### Aim of the task
Look through the material below and copy every line containing the word "HashMap".

%%

//! # Configuration
//!
//! Layered configuration for the engine and its optional HTTP adapter.
//! [`Config::load`] reads a TOML/JSON file (if present) layered under
//! `THROTTLER_`-prefixed environment variables via the `config` crate,
//! falling back to [`Config::default`] on any load failure so a missing or
//! malformed config file never prevents startup. [`Config::from_env`] is a
//! convenience for deployments that only use environment variables.

use crate::rate_limit_config::RateLimitRule;
use serde::{Deserialize, Serialize};
use std::collections::HashMap;

#[derive(Debug, Clone, Serialize, Deserialize)]
pub struct Config {
    /// Empty string disables distributed mode entirely (local-only engine).
    pub redis_url: String,
    pub bind_address: String,
    pub default_limits: RateLimitRule,
    pub custom_limits: HashMap<String, RateLimitRule>,
    /// Inactivity TTL applied to primary keys in the shared store.
    pub ttl_seconds: u64,
    /// Enables the insurance (fallback) bucket on distributed buckets.
    pub insurance_enabled: bool,
    /// Defaults to `max(1, floor(capacity * 0.1))` per rule when absent.
    pub insurance_capacity: Option<f64>,
    /// Defaults to `max(0.1, refill_rate * 0.1)` per rule when absent.
    pub insurance_refill_rate: Option<f64>,
}

impl Default for Config {
    fn default() -> Self {
        let mut custom_limits = HashMap::new();

        custom_limits.insert("premium".to_string(), RateLimitRule::new(100, 200));
        custom_limits.insert("basic".to_string(), RateLimitRule::new(10, 20));

        Self {
            redis_url: "redis://localhost:6379".to_string(),
            bind_address: "0.0.0.0:3000".to_string(),
            default_limits: RateLimitRule::new(50, 100),
            custom_limits,
            ttl_seconds: 3600,
            insurance_enabled: true,
            insurance_capacity: None,
            insurance_refill_rate: None,
        }
    }
}

impl Config {
    /// Loads configuration from `path` (TOML or JSON, by extension)
    /// layered under `THROTTLER_`-prefixed environment variables. Falls
    /// back to [`Config::default`] if the file is absent or malformed, or
    /// if the merged settings fail to deserialize.
    pub fn load(path: &str) -> anyhow::Result<Self> {
        let settings = config::Config::builder()
            .add_source(config::File::with_name(path).required(false))
            .add_source(config::Environment::with_prefix("THROTTLER").separator("__"))
            .build()?;

        match settings.try_deserialize::<Config>() {
            Ok(config) => Ok(config),
            Err(err) => {
                tracing::warn!(error = %err, path, "failed to load config, using defaults");
                Ok(Config::default())
            }
        }
    }

    /// Convenience constructor for deployments that configure purely via
    /// environment variables (no config file).
    pub fn from_env() -> anyhow::Result<Self> {
        Self::load("config")
    }

    /// Looks up the rule for a key by substring match against configured
    /// tier names (e.g. `"user:123:premium"` matches the `"premium"` tier),
    /// falling back to the default rule.
    pub fn get_limit_for_key(&self, key: &str) -> &RateLimitRule {
        for (tier, limit) in &self.custom_limits {
            if key.contains(tier) {
                return limit;
            }
        }
        &self.default_limits
    }
}

#[cfg(test)]
mod tests {
    use super::*;

    #[test]
    fn default_config_is_self_consistent() {
        let config = Config::default();
        assert!(config.default_limits.validate().is_ok());
        for rule in config.custom_limits.values() {
            assert!(rule.validate().is_ok());
        }
    }

    #[test]
    fn get_limit_for_key_matches_tier_substring() {
        let config = Config::default();
        let rule = config.get_limit_for_key("user:42:premium");
        assert_eq!(rule.burst_capacity, config.custom_limits["premium"].burst_capacity);
    }

    #[test]
    fn get_limit_for_key_falls_back_to_default() {
        let config = Config::default();
        let rule = config.get_limit_for_key("user:42");
        assert_eq!(rule.burst_capacity, config.default_limits.burst_capacity);
    }
}
//! # Atomic Program — Distributed Token Bucket Storage
//!
//! This module is the shared-store half of the engine (component C2,
//! "AtomicScript" in the design). It stores bucket state as a Redis hash
//! with fields `tokens` and `last_refill_at`, and performs refill +
//! consume/penalty/reward in a single server-side Lua program so
//! concurrent clients never race between a read and a write.
//!
//! ## Why one program and not GET-then-SET
//!
//! ```text
//! Without Lua (race condition):           With Lua (atomic):
//! ┌────────────┐  ┌────────────┐          ┌────────────┐  ┌────────────┐
//! │ Instance A │  │ Instance B │          │ Instance A │  │ Instance B │
//! ├────────────┤  ├────────────┤          ├────────────┤  ├────────────┤
//! │ GET: 10    │  │ GET: 10    │          │ EVAL script│  │   wait...  │
//! │ tokens -= 1│  │ tokens -= 1│          │ (atomic)   │  │            │
//! │ SET: 9     │  │ SET: 9  ⚠️ │          │            │  │ EVAL script│
//! └────────────┘  └────────────┘          └────────────┘  └────────────┘
//!                 (Lost update!)                          (Both correct)
//! ```
//!
//! ## Key format
//!
//! Primary state lives at the caller-supplied key `K` as a Redis hash;
//! the companion block key is `K:block`. Both are owned exclusively by
//! one `DistributedBucket`.

use crate::error::ThrottlerError;
use redis::{Client, Commands, Connection};

/// The one atomic program: read state, refill, then either test-and-consume,
/// penalize, or reward, write state back, and set the key's TTL. Compiled
/// once per `redis::Script` value and invoked by SHA with fallback to full
/// text (handled internally by the `redis` crate's `Script` type).
const ATOMIC_PROGRAM: &str = r#"
local key = KEYS[1]
local capacity = tonumber(ARGV[1])
local refill_rate = tonumber(ARGV[2])
local amount = tonumber(ARGV[3])
local now_ms = tonumber(ARGV[4])
local ttl_seconds = tonumber(ARGV[5])
local mode = ARGV[6]

local tokens
local last_refill_at

if redis.call('HEXISTS', key, 'tokens') == 1 then
    tokens = tonumber(redis.call('HGET', key, 'tokens'))
    last_refill_at = tonumber(redis.call('HGET', key, 'last_refill_at'))
else
    tokens = capacity
    last_refill_at = now_ms
end

local elapsed_ms = now_ms - last_refill_at
if elapsed_ms < 0 then elapsed_ms = 0 end
if elapsed_ms > 3600000 then elapsed_ms = 3600000 end
local elapsed_seconds = elapsed_ms / 1000.0

if elapsed_seconds >= 0.001 then
    local to_add = refill_rate * elapsed_seconds
    if to_add > 0 then
        tokens = math.min(capacity, tokens + to_add)
    end
    last_refill_at = now_ms
end

local tokens_before = tokens
local allowed = 0
local capped = 0

if mode == 'consume' then
    if tokens >= amount then
        tokens = tokens - amount
        allowed = 1
    end
elseif mode == 'penalty' then
    tokens = tokens - amount
elseif mode == 'reward' then
    local uncapped = tokens + amount
    if uncapped > capacity then
        tokens = capacity
        capped = 1
    else
        tokens = uncapped
    end
end

redis.call('HSET', key, 'tokens', tostring(tokens), 'last_refill_at', tostring(last_refill_at))
redis.call('EXPIRE', key, ttl_seconds)

return {allowed, tostring(tokens), tostring(tokens_before), capped}
"#;

/// Writes `tokens`/`last_refill_at` unconditionally and sets the TTL, used
/// by both `reset` and snapshot `import` — a plain transaction, no refill.
const WRITE_STATE_PROGRAM: &str = r#"
local key = KEYS[1]
redis.call('HSET', key, 'tokens', ARGV[1], 'last_refill_at', ARGV[2])
redis.call('EXPIRE', key, tonumber(ARGV[3]))
return 1
"#;

/// Outcome of a `consume` call against the shared store.
pub struct ConsumeOutcome {
    pub allowed: bool,
    pub tokens_after: f64,
    pub now_ms: u64,
}

/// Outcome of a `penalty`/`reward` call against the shared store.
pub struct AdjustOutcome {
    pub applied: f64,
    pub tokens_after: f64,
    pub tokens_before: f64,
    pub capped_at_capacity: bool,
}

/// Raw hash state of a key, as stored, without client-side refill applied.
pub struct RawState {
    pub tokens: f64,
    pub last_refill_at: u64,
}

/// Client for the shared token-bucket store. Holds a connection-pooled
/// `redis::Client`; every call opens (or reuses) a connection and is safe
/// to invoke concurrently from multiple tasks.
pub struct RedisClient {
    client: Client,
}

impl RedisClient {
    pub fn new(url: &str) -> Result<Self, ThrottlerError> {
        let client = Client::open(url)
            .map_err(|e| ThrottlerError::RedisError(format!("failed to create Redis client: {}", e)))?;
        Ok(Self { client })
    }

    fn get_connection(&self) -> Result<Connection, ThrottlerError> {
        self.client
            .get_connection()
            .map_err(|e| ThrottlerError::RedisError(format!("failed to get Redis connection: {}", e)))
    }

    /// Liveness probe. Never raises — returns `false` on any failure so
    /// `health_check` can stay infallible per the error handling design.
    pub fn ping(&self) -> bool {
        (|| -> Result<(), ThrottlerError> {
            let mut conn = self.get_connection()?;
            let pong: String = redis::cmd("PING")
                .query(&mut conn)
                .map_err(|e| ThrottlerError::RedisError(format!("PING failed: {}", e)))?;
            if pong == "PONG" {
                Ok(())
            } else {
                Err(ThrottlerError::RedisError(format!("unexpected PING reply: {}", pong)))
            }
        })()
        .is_ok()
    }

    /// Test-and-consume `cost` tokens at `key`, initializing the bucket to
    /// full capacity on first use.
    pub fn consume(
        &self,
        key: &str,
        capacity: f64,
        refill_rate: f64,
        cost: f64,
        now_ms: u64,
        ttl_seconds: u64,
    ) -> Result<ConsumeOutcome, ThrottlerError> {
        let mut conn = self.get_connection()?;
        let (allowed, tokens_after, _tokens_before, _capped): (i64, String, String, i64) =
            redis::Script::new(ATOMIC_PROGRAM)
                .key(key)
                .arg(capacity)
                .arg(refill_rate)
                .arg(cost)
                .arg(now_ms)
                .arg(ttl_seconds)
                .arg("consume")
                .invoke(&mut conn)
                .map_err(|e| ThrottlerError::RedisError(format!("atomic consume failed: {}", e)))?;

        Ok(ConsumeOutcome {
            allowed: allowed == 1,
            tokens_after: parse_f64(&tokens_after)?,
            now_ms,
        })
    }

    pub fn penalty(
        &self,
        key: &str,
        capacity: f64,
        refill_rate: f64,
        points: f64,
        now_ms: u64,
        ttl_seconds: u64,
    ) -> Result<AdjustOutcome, ThrottlerError> {
        let mut conn = self.get_connection()?;
        let (_allowed, tokens_after, tokens_before, _capped): (i64, String, String, i64) =
            redis::Script::new(ATOMIC_PROGRAM)
                .key(key)
                .arg(capacity)
                .arg(refill_rate)
                .arg(points)
                .arg(now_ms)
                .arg(ttl_seconds)
                .arg("penalty")
                .invoke(&mut conn)
                .map_err(|e| ThrottlerError::RedisError(format!("atomic penalty failed: {}", e)))?;

        Ok(AdjustOutcome {
            applied: points,
            tokens_after: parse_f64(&tokens_after)?,
            tokens_before: parse_f64(&tokens_before)?,
            capped_at_capacity: false,
        })
    }

    pub fn reward(
        &self,
        key: &str,
        capacity: f64,
        refill_rate: f64,
        points: f64,
        now_ms: u64,
        ttl_seconds: u64,
    ) -> Result<AdjustOutcome, ThrottlerError> {
        let mut conn = self.get_connection()?;
        let (_allowed, tokens_after, tokens_before, capped): (i64, String, String, i64) =
            redis::Script::new(ATOMIC_PROGRAM)
                .key(key)
                .arg(capacity)
                .arg(refill_rate)
                .arg(points)
                .arg(now_ms)
                .arg(ttl_seconds)
                .arg("reward")
                .invoke(&mut conn)
                .map_err(|e| ThrottlerError::RedisError(format!("atomic reward failed: {}", e)))?;

        Ok(AdjustOutcome {
            applied: points,
            tokens_after: parse_f64(&tokens_after)?,
            tokens_before: parse_f64(&tokens_before)?,
            capped_at_capacity: capped == 1,
        })
    }

    /// Unconditionally writes `tokens`/`last_refill_at`, used by `reset`
    /// and by snapshot `import`. No refill step — the caller supplies the
    /// final values directly.
    pub fn write_state(&self, key: &str, tokens: f64, last_refill_at: u64, ttl_seconds: u64) -> Result<(), ThrottlerError> {
        let mut conn = self.get_connection()?;
        let _: i64 = redis::Script::new(WRITE_STATE_PROGRAM)
            .key(key)
            .arg(tokens.to_string())
            .arg(last_refill_at.to_string())
            .arg(ttl_seconds)
            .invoke(&mut conn)
            .map_err(|e| ThrottlerError::RedisError(format!("write_state failed: {}", e)))?;
        Ok(())
    }

    /// Reads the raw hash fields for `key`, without applying refill. Used
    /// by full-state snapshot export.
    pub fn read_state(&self, key: &str) -> Result<Option<RawState>, ThrottlerError> {
        let mut conn = self.get_connection()?;
        let tokens: Option<String> = conn
            .hget(key, "tokens")
            .map_err(|e| ThrottlerError::RedisError(format!("HGET tokens failed: {}", e)))?;
        let last_refill_at: Option<String> = conn
            .hget(key, "last_refill_at")
            .map_err(|e| ThrottlerError::RedisError(format!("HGET last_refill_at failed: {}", e)))?;

        match (tokens, last_refill_at) {
            (Some(t), Some(l)) => Ok(Some(RawState {
                tokens: parse_f64(&t)?,
                last_refill_at: l
                    .parse()
                    .map_err(|_| ThrottlerError::SerializationError("malformed last_refill_at in store".to_string()))?,
            })),
            _ => Ok(None),
        }
    }

    pub fn delete(&self, key: &str) -> Result<(), ThrottlerError> {
        let mut conn = self.get_connection()?;
        let _: () = conn
            .del(key)
            .map_err(|e| ThrottlerError::RedisError(format!("DEL failed: {}", e)))?;
        Ok(())
    }

    /// Writes the block key with the given absolute unblock time, setting
    /// the store-native TTL so expiry is automatic.
    pub fn set_block(&self, block_key: &str, block_until_ms: u64, ttl_seconds: u64) -> Result<(), ThrottlerError> {
        let mut conn = self.get_connection()?;
        let _: () = conn
            .set_ex(block_key, block_until_ms, ttl_seconds)
            .map_err(|e| ThrottlerError::RedisError(format!("SET block key failed: {}", e)))?;
        Ok(())
    }

    /// Reads the block key. Returns `None` if absent. Does not interpret
    /// expiry — the caller compares against its own clock.
    pub fn get_block(&self, block_key: &str) -> Result<Option<u64>, ThrottlerError> {
        let mut conn = self.get_connection()?;
        let value: Option<u64> = conn
            .get(block_key)
            .map_err(|e| ThrottlerError::RedisError(format!("GET block key failed: {}", e)))?;
        Ok(value)
    }

    pub fn delete_block(&self, block_key: &str) -> Result<(), ThrottlerError> {
        let mut conn = self.get_connection()?;
        let _: () = conn
            .del(block_key)
            .map_err(|e| ThrottlerError::RedisError(format!("DEL block key failed: {}", e)))?;
        Ok(())
    }

    pub fn exists(&self, key: &str) -> Result<bool, ThrottlerError> {
        let mut conn = self.get_connection()?;
        let exists: bool = conn
            .exists(key)
            .map_err(|e| ThrottlerError::RedisError(format!("EXISTS failed: {}", e)))?;
        Ok(exists)
    }
}

fn parse_f64(s: &str) -> Result<f64, ThrottlerError> {
    s.parse()
        .map_err(|_| ThrottlerError::SerializationError(format!("malformed numeric field from store: {:?}", s)))
}

#[cfg(test)]
mod tests {
    use super::*;

    /// The program text must not change shape without a version bump
    /// elsewhere in the codec — this just guards against accidental typos
    /// in the embedded script breaking the KEYS/ARGV contract.
    #[test]
    fn atomic_program_references_expected_argv_slots() {
        for i in 1..=6 {
            assert!(ATOMIC_PROGRAM.contains(&format!("ARGV[{}]", i)));
        }
        assert!(ATOMIC_PROGRAM.contains("KEYS[1]"));
    }

    #[test]
    fn write_state_program_references_expected_argv_slots() {
        for i in 1..=3 {
            assert!(WRITE_STATE_PROGRAM.contains(&format!("ARGV[{}]", i)));
        }
    }

    #[test]
    fn parse_f64_rejects_garbage() {
        assert!(parse_f64("not-a-number").is_err());
        assert!(parse_f64("42.5").is_ok());
    }

    // Redis-touching behavior (actual EVAL round-trips) requires a live
    // server and is exercised in `tests/integration_tests.rs` behind
    // `#[ignore]`.
}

%%

### Exercise answer
use std::collections::HashMap;
    pub custom_limits: HashMap<String, RateLimitRule>,
        let mut custom_limits = HashMap::new();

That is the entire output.